I guess since I'll only shoot what I'll put on the dinner table, the list of what I will shoot is a whole lot shorter than what I won't shoot. (I don't have Goobs extensive repertoire of exotic recipes for everything that moves, or the stomach to try it ;-)) 

I will echo what others have said that I feel bad for the potguts, jackrabbits and tweety birds (except the starlings) I sent to the great beyond in my youth when hanging out with my ******* buddies. Fortunately, I was never a good enough shot to get too many.

Oh, and back in the day when I hunted waterfowl, I'd never shoot a merganser. Yuck. Shovelers were a close second.


----------



## MuscleWhitefish

Lawn Darts


----------



## Bax*

It needs to be legal for me first off. I need to be licensed or have a tag to hunt whatever the specific animal is.

Personal preference is that if the animal is rare / has limited numbers (African game included), I am less inclined to want to hunt it. Mountain goats, moose, sheep, sage grouse, etc don't really appeal to me to hunt. Not because I am morally opposed to hunting them, but because I so rarely see them that I enjoy just seeing them more than shooting at them. But I am not going to judge the guy who does have a tag for these less common game animals either.

My biggest "no shoot" moments have to be when I consider a shot to be unethical. This is especially poignant to me over decoys. Those days when a duck sneaks into my spread and lands drive me nuts. I won't water swat a bird. So you end up waiting for more birds to come in while a duck swims around in your spread (talk about maddening when its a slow day!).

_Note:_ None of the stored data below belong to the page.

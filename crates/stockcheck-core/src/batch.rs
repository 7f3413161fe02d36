//! Batch request and response shapes, shared by the API and the CLI.

use serde::{Deserialize, Serialize};

use crate::stock::{is_supported_brand, StockCheckResponse, StockQuery, SUPPORTED_BRAND};

#[derive(Debug, Clone, Default, Deserialize)]
pub struct BatchRequest {
    #[serde(default)]
    pub items: Vec<BatchItem>,
}

#[derive(Debug, Clone, Default, PartialEq, Deserialize)]
pub struct BatchItem {
    #[serde(default)]
    pub brand: String,
    pub sku: Option<String>,
    pub code: Option<String>,
    /// Caller data echoed back untouched.
    pub meta: Option<serde_json::Value>,
}

impl BatchItem {
    /// The identifier as the caller sent it, `sku` first.
    #[must_use]
    pub fn searched(&self) -> &str {
        self.sku
            .as_deref()
            .or(self.code.as_deref())
            .unwrap_or_default()
    }

    /// Validates the item and builds its query.
    ///
    /// # Errors
    ///
    /// Returns a human-readable message when the brand is unsupported or
    /// neither `sku` nor `code` is present.
    pub fn query(&self) -> Result<StockQuery, String> {
        if !is_supported_brand(&self.brand) {
            return Err(unsupported_brand_message(&self.brand));
        }
        StockQuery::from_parts(self.sku.as_deref(), self.code.as_deref())
            .ok_or_else(|| MISSING_IDENTIFIER_MESSAGE.to_string())
    }
}

pub const MISSING_IDENTIFIER_MESSAGE: &str = "either sku or code is required";

#[must_use]
pub fn unsupported_brand_message(brand: &str) -> String {
    format!("unsupported brand \"{brand}\"; only \"{SUPPORTED_BRAND}\" is supported")
}

/// One batch result: the check outcome with the request item echoed back.
#[derive(Debug, Clone, Serialize)]
pub struct BatchResult {
    pub brand: String,
    pub sku: Option<String>,
    pub code: Option<String>,
    #[serde(skip_serializing_if = "Option::is_none")]
    pub meta: Option<serde_json::Value>,
    #[serde(flatten)]
    pub result: StockCheckResponse,
}

impl BatchResult {
    #[must_use]
    pub fn new(item: BatchItem, result: StockCheckResponse) -> Self {
        Self {
            brand: item.brand,
            sku: item.sku,
            code: item.code,
            meta: item.meta,
            result,
        }
    }
}

#[derive(Debug, Clone, Serialize)]
pub struct BatchResponse {
    pub count: usize,
    pub results: Vec<BatchResult>,
}

impl From<Vec<BatchResult>> for BatchResponse {
    fn from(results: Vec<BatchResult>) -> Self {
        Self {
            count: results.len(),
            results,
        }
    }
}
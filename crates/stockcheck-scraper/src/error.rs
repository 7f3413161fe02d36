use stockcheck_core::ErrorKind;
use thiserror::Error;

#[derive(Debug, Error)]
pub enum FetchError {
    #[error("HTTP error: {0}")]
    Http(#[from] reqwest::Error),

    #[error("page not found: {url}")]
    NotFound { url: String },

    #[error("unexpected HTTP status {status} from {url}")]
    UnexpectedStatus { status: u16, url: String },

    #[error("invalid URL \"{url}\": {reason}")]
    InvalidUrl { url: String, reason: String },
}

impl FetchError {
    /// Maps the failure onto the response-level classification.
    #[must_use]
    pub fn kind(&self) -> ErrorKind {
        match self {
            FetchError::Http(_) | FetchError::InvalidUrl { .. } => ErrorKind::Transport,
            FetchError::NotFound { .. } => ErrorKind::NotFound,
            FetchError::UnexpectedStatus { .. } => ErrorKind::HttpStatus,
        }
    }

    /// The error message followed by every distinct message in its source
    /// chain, e.g. `"HTTP error: error sending request: connection refused"`.
    ///
    /// `reqwest` keeps the interesting part (DNS, TLS, timeout) in the
    /// source chain, so the top-level `Display` alone is not enough for
    /// diagnostics.
    #[must_use]
    pub fn detailed_message(&self) -> String {
        let mut message = self.to_string();
        let mut source = std::error::Error::source(self);
        while let Some(cause) = source {
            let text = cause.to_string();
            if !message.contains(&text) {
                message.push_str(": ");
                message.push_str(&text);
            }
            source = cause.source();
        }
        message
    }
}

/// Why the embedded page-state block could not be used.
#[derive(Debug, Error)]
pub enum StructuredStateError {
    #[error("no structured state block in page")]
    NotFound,

    #[error("structured state block is not terminated")]
    Unterminated,

    #[error("structured state is not valid JSON even after cleanup: {0}")]
    Malformed(#[source] serde_json::Error),
}
//! Storefront URL construction.

use stockcheck_core::AppConfig;

use crate::error::FetchError;

/// Where the storefront lives: origin plus path locale.
#[derive(Debug, Clone, PartialEq, Eq)]
pub struct SiteConfig {
    /// Origin without trailing slash, e.g. `https://www.zara.com`.
    pub base_url: String,
    /// Path locale without surrounding slashes, e.g. `tr/tr`.
    pub locale: String,
}

impl Default for SiteConfig {
    fn default() -> Self {
        Self {
            base_url: "https://www.zara.com".to_string(),
            locale: "tr/tr".to_string(),
        }
    }
}

impl SiteConfig {
    #[must_use]
    pub fn new(base_url: &str, locale: &str) -> Self {
        Self {
            base_url: base_url.trim_end_matches('/').to_string(),
            locale: locale.trim_matches('/').to_string(),
        }
    }

    #[must_use]
    pub fn from_app_config(config: &AppConfig) -> Self {
        Self::new(&config.site_base_url, &config.site_locale)
    }

    /// Canonical product page for a normalized id.
    ///
    /// Given `"00526310"`, returns
    /// `"https://www.zara.com/tr/tr/-p00526310.html"`. The storefront
    /// redirects the empty slug before `-p` to the real product slug.
    #[must_use]
    pub fn product_url(&self, product_id: &str) -> String {
        format!("{}/{}/-p{product_id}.html", self.base_url, self.locale)
    }

    /// Search page for a raw identifier, with the term percent-encoded.
    ///
    /// # Errors
    ///
    /// Returns [`FetchError::InvalidUrl`] if the configured base URL does
    /// not parse.
    pub fn search_url(&self, term: &str) -> Result<String, FetchError> {
        let base = format!("{}/{}/search", self.base_url, self.locale);
        reqwest::Url::parse_with_params(&base, &[("searchTerm", term.trim())])
            .map(String::from)
            .map_err(|e| FetchError::InvalidUrl {
                url: base,
                reason: e.to_string(),
            })
    }
}

/// Reduces a SKU or product code to its digits: `"0052/6310"` → `"00526310"`.
///
/// Never fails; an identifier without digits yields an empty string.
#[must_use]
pub fn normalize_identifier(raw: &str) -> String {
    raw.chars().filter(char::is_ascii_digit).collect()
}
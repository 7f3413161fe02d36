use axum::{extract::State, Extension, Json};
use stockcheck_core::{BatchRequest, BatchResponse};

use crate::middleware::RequestId;

use super::AppState;

/// Runs every item in order. A bad item yields an inline `ok: false`
/// record and never aborts the batch.
pub(super) async fn check_batch(
    State(state): State<AppState>,
    Extension(req_id): Extension<RequestId>,
    Json(request): Json<BatchRequest>,
) -> Json<BatchResponse> {
    let results = state.checker.check_batch(request.items).await;

    let failed = results.iter().filter(|r| !r.result.ok).count();
    tracing::info!(
        request_id = %req_id.0,
        count = results.len(),
        failed,
        "check_batch handled"
    );

    Json(BatchResponse::from(results))
}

Rabbit hunting is a personal ethics issue for me. This is probably my favorite hunt, and I have shot more rabbits than I can ever count. As a teenager I tired of shooting them with a shotgun. It just wasn't a challenge and didn't give the rabbit much of a "sporting chance." So I moved over to hunting only with a rimfire. I feel that I have to be on top of my game to shoot a rabbit on the run with a rimfire and that it gives the hunt a new dimension of challenge that I find to be very enjoyable.

Just my $0.02


----------



## utahgolf

Interesting replies..... I also don't think I could ever be a trapper, I feel bad for those animals suffering in a trap. As a hunter a quick kill is what we strive for. I know trapping is a useful tool and I don't judge anyone's choice, but seeing pics of animals in a trap cold and scared just makes me feel bad. I am turning into a softy now that I am getting older. I know I won't shoot jacks anymore either.


----------



## Dunkem

+1 on the trapping.Gawd Im getting soft. Years ago I would have taken almost anything,funny how we age and notice the beauty that is around us ,and not take it for granted.hoto:Still love to hunt those birds though:mrgreen:


----------



## Mr Muleskinner

I used to trap when I was younger. It turns my stomach now. Nothing at all against those that do.

There was a point made on an earlier post about eating what you shoot. That is basically me. While I shoot yotes, ***** and will take out a feral cat when given the chance it is nothing that I particularly enjoy.


----------



## LostLouisianian

Mr Muleskinner said:


> I used to trap when I was younger. It turns my stomach now. Nothing at all against those that do.
> 
> There was a point made on an earlier post about eating what you shoot. That is basically me. While I shoot yotes, ***** and will take out a feral cat when given the chance it is nothing that I particularly enjoy.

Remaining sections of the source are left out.